• WORK INSTRUCTIONS:
Only a number is wanted here: how many lines in the records below contain the string "ErrorContext".

━━━━━━━━━━━━━━━━

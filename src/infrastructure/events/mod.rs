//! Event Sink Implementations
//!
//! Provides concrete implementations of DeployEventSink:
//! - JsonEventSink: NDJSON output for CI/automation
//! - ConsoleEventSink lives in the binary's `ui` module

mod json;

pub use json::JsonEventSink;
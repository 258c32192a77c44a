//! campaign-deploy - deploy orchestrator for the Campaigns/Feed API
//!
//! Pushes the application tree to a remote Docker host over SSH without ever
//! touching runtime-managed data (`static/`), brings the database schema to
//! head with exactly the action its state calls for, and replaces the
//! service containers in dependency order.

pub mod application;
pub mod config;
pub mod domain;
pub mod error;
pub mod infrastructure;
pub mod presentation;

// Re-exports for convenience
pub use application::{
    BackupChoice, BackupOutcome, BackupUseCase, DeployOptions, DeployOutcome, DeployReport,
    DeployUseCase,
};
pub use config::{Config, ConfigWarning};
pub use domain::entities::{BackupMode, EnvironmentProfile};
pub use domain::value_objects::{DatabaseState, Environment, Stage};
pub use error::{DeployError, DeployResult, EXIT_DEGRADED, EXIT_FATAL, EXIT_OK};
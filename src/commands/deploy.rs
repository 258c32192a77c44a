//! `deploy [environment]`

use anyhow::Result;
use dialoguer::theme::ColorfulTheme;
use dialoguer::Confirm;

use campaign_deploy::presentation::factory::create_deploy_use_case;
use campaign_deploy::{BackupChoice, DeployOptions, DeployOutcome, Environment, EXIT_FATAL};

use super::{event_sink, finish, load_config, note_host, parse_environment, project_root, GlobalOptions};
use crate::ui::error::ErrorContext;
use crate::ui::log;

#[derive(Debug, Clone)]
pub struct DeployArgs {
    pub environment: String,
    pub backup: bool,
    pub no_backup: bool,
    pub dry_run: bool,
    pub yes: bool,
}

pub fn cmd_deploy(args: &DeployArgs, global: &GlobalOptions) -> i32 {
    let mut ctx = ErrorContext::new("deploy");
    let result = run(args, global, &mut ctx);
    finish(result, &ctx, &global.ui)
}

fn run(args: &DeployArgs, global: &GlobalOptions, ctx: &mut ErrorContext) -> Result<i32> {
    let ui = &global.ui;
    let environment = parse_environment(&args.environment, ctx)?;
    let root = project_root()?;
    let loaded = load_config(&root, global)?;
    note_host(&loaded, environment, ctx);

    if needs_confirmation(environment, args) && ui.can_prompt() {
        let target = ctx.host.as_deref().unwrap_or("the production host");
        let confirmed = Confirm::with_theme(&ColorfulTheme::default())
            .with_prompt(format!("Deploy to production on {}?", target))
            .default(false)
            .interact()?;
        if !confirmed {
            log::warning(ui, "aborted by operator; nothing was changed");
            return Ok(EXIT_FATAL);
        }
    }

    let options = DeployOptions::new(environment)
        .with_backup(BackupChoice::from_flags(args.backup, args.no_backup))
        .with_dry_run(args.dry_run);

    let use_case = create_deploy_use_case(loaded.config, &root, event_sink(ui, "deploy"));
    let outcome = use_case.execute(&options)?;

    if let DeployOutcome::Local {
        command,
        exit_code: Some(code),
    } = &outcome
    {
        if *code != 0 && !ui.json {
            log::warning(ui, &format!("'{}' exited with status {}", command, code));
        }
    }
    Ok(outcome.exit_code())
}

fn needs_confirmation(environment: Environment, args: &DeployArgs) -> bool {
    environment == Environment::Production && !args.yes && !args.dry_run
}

━━━━━━━━━━━━━━━━

• TASK ANSWER:
3